International Journal of Computer Applications |
Foundation of Computer Science (FCS), NY, USA |
Volume 163 - Number 9 |
Year of Publication: 2017 |
Authors: Ibrahim Attiya, Xiaotong Zhang |
10.5120/ijca2017913744 |
Ibrahim Attiya, Xiaotong Zhang . A Simplified Particle Swarm Optimization for Job Scheduling in Cloud Computing. International Journal of Computer Applications. 163, 9 ( Apr 2017), 34-41. DOI=10.5120/ijca2017913744
Recent advances in various areas such as networking, information and communication technologies have greatly boosted the potential capabilities of cloud computing and made it become more prevalent in recent years. Cloud computing is a promising computing paradigm that facilitates the delivery of IT infrastructure, platforms, and applications of any kind to consumers as services over the internet. Although cloud computing systems nowadays provide better ways to accomplish the job requests in terms of responsiveness and scalability under various workloads, scheduling of jobs or tasks in cloud environment is still NP-complete and complex in nature due to the dynamicity of resources and on-demand user application requirements.

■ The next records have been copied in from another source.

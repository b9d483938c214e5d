pub use classify::{
    Classifiable, Classified, ContextError, ErrorKind, Links, classify,
    to_status,
};
pub use config::{InterceptorConfig, LogFormat};
pub use error::Error;
pub use handler::CallHandler;
pub use interceptor::{RequestId, RequestIdInterceptor};
pub use logging::{CallLogLayer, CallLogService, LogEvent, LogEvents, Side};

pub mod classify;
mod config;
mod error;
mod handler;
mod interceptor;
pub mod logging;

pub type Result<T> = std::result::Result<T, error::Error>;

pub fn error_chain_fmt(
    e: &impl std::error::Error,
    f: &mut std::fmt::Formatter<'_>,
) -> std::fmt::Result {
    writeln!(f, "{}\n", e)?;
    let mut current = e.source();
    while let Some(cause) = current {
        writeln!(f, "Caused by:\n\t{}", cause)?;
        current = cause.source();
    }
    Ok(())
}

#[macro_export]
macro_rules! impl_debug {
    ($type:ident) => {
        use $crate::error_chain_fmt;
        impl std::fmt::Debug for $type {
            fn fmt(&self, f: &mut std::fmt::Formatter<'_>) -> std::fmt::Result {
                error_chain_fmt(self, f)
            }
        }
    };
}

/// Lets an error type take part in status classification through its
/// `Display` text and `source()` chain.
#[macro_export]
macro_rules! impl_classifiable {
    ($type:ty) => {
        impl $crate::Classifiable for $type {
            fn links(&self) -> $crate::Links<'_> {
                $crate::Links::new(self)
            }
        }
    };
}
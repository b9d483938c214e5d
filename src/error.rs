use http::header::InvalidHeaderName;
use tonic::metadata::errors::InvalidMetadataKey;
use tracing_subscriber::filter::ParseError;

#[derive(thiserror::Error)]
pub enum Error {
    #[error("invalid header name: {0}")]
    InvalidHeaderName(#[from] InvalidHeaderName),
    #[error("invalid metadata key: {0}")]
    InvalidMetadataKey(#[from] InvalidMetadataKey),
    #[error("invalid log filter: {0}")]
    InvalidLogFilter(#[from] ParseError),
    #[error("failed to install subscriber: {0}")]
    Subscriber(String),
    #[error("unexpected error: {0}")]
    Unexpected(#[from] anyhow::Error),
}

crate::impl_debug!(Error);
crate::impl_classifiable!(Error);
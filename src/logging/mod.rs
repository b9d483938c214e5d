//! Call lifecycle logging on top of `tracing`.
//!
//! [`CallLogLayer`] records when a call starts and finishes, [`init`]
//! installs the process-wide subscriber those records go to.

use serde::Deserialize;
use tonic::Code;
use tracing::Level;
use tracing_subscriber::EnvFilter;

use crate::Result;
use crate::config::{InterceptorConfig, LogFormat};
use crate::error::Error;

/// `tracing` only accepts constant levels, this picks the macro at runtime.
macro_rules! log_at {
    ($level:expr, $($arg:tt)+) => {{
        let level: ::tracing::Level = $level;
        if level == ::tracing::Level::ERROR {
            ::tracing::error!($($arg)+)
        } else if level == ::tracing::Level::WARN {
            ::tracing::warn!($($arg)+)
        } else if level == ::tracing::Level::INFO {
            ::tracing::info!($($arg)+)
        } else if level == ::tracing::Level::DEBUG {
            ::tracing::debug!($($arg)+)
        } else {
            ::tracing::trace!($($arg)+)
        }
    }};
}
pub(crate) use log_at;

mod layer;

pub use layer::{CallLogLayer, CallLogService};

#[derive(Debug, Clone, Copy, PartialEq, Eq, Deserialize)]
#[serde(rename_all = "snake_case")]
pub enum LogEvent {
    StartCall,
    PayloadReceived,
    PayloadSent,
    FinishCall,
}

impl LogEvent {
    fn bit(self) -> u8 {
        1 << self as u8
    }
}

/// Set of lifecycle events that get logged.
#[derive(Debug, Clone, Copy, PartialEq, Eq, Deserialize)]
#[serde(from = "Vec<LogEvent>")]
pub struct LogEvents(u8);

impl LogEvents {
    pub const NONE: LogEvents = LogEvents(0);
    pub const ALL: LogEvents = LogEvents(0b1111);

    pub fn contains(self, event: LogEvent) -> bool {
        self.0 & event.bit() != 0
    }

    #[must_use]
    pub fn with(self, event: LogEvent) -> Self {
        LogEvents(self.0 | event.bit())
    }
}

impl Default for LogEvents {
    fn default() -> Self {
        LogEvents::ALL
    }
}

impl FromIterator<LogEvent> for LogEvents {
    fn from_iter<I: IntoIterator<Item = LogEvent>>(iter: I) -> Self {
        iter.into_iter().fold(LogEvents::NONE, LogEvents::with)
    }
}

impl From<Vec<LogEvent>> for LogEvents {
    fn from(events: Vec<LogEvent>) -> Self {
        events.into_iter().collect()
    }
}

/// Which end of the call is being logged. Client and server rate the same
/// code differently.
#[derive(Debug, Clone, Copy, PartialEq, Eq)]
pub enum Side {
    Server,
    Client,
}

impl Side {
    pub fn component(self) -> &'static str {
        match self {
            Side::Server => "server",
            Side::Client => "client",
        }
    }

    pub fn code_to_level(self, code: Code) -> Level {
        match self {
            Side::Server => server_code_to_level(code),
            Side::Client => client_code_to_level(code),
        }
    }

    pub(crate) fn start_level(self) -> Level {
        match self {
            Side::Server => Level::INFO,
            Side::Client => Level::DEBUG,
        }
    }
}

pub fn server_code_to_level(code: Code) -> Level {
    match code {
        Code::Ok
        | Code::NotFound
        | Code::Cancelled
        | Code::AlreadyExists
        | Code::InvalidArgument
        | Code::Unauthenticated => Level::INFO,

        Code::DeadlineExceeded
        | Code::PermissionDenied
        | Code::ResourceExhausted
        | Code::FailedPrecondition
        | Code::Aborted
        | Code::OutOfRange
        | Code::Unavailable => Level::WARN,

        Code::Unknown | Code::Unimplemented | Code::Internal | Code::DataLoss => {
            Level::ERROR
        }
    }
}

pub fn client_code_to_level(code: Code) -> Level {
    match code {
        Code::Ok
        | Code::Cancelled
        | Code::InvalidArgument
        | Code::NotFound
        | Code::AlreadyExists
        | Code::ResourceExhausted
        | Code::FailedPrecondition
        | Code::Aborted
        | Code::OutOfRange => Level::DEBUG,

        Code::Unknown
        | Code::DeadlineExceeded
        | Code::PermissionDenied
        | Code::Unauthenticated => Level::INFO,

        Code::Unimplemented | Code::Internal | Code::Unavailable | Code::DataLoss => {
            Level::WARN
        }
    }
}

/// Installs the global `tracing` subscriber.
///
/// Returns an error instead of panicking when the filter does not parse or
/// a subscriber is already installed.
pub fn init(config: &InterceptorConfig) -> Result<()> {
    let filter = EnvFilter::try_new(&config.log_filter)?;
    let builder = tracing_subscriber::fmt().with_env_filter(filter);
    let installed = match config.log_format {
        LogFormat::Text => builder.try_init(),
        LogFormat::Json => builder.json().flatten_event(true).try_init(),
    };
    installed.map_err(|e| Error::Subscriber(e.to_string()))
}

In this paper, a simplified version of particle swarm optimization (PSO) algorithm is proposed to solve the job scheduling problem in cloud computing environment. To evaluate the performance of the proposed approach, this study compares the proposed PSO strategy with genetic algorithm (GA), by having both of them implemented on CloudSim toolkit. The results obtained demonstrate that the presented PSO algorithm can significantly reduce the makespan of job scheduling problem compared with the other metaheuristic algorithm evaluated in this paper.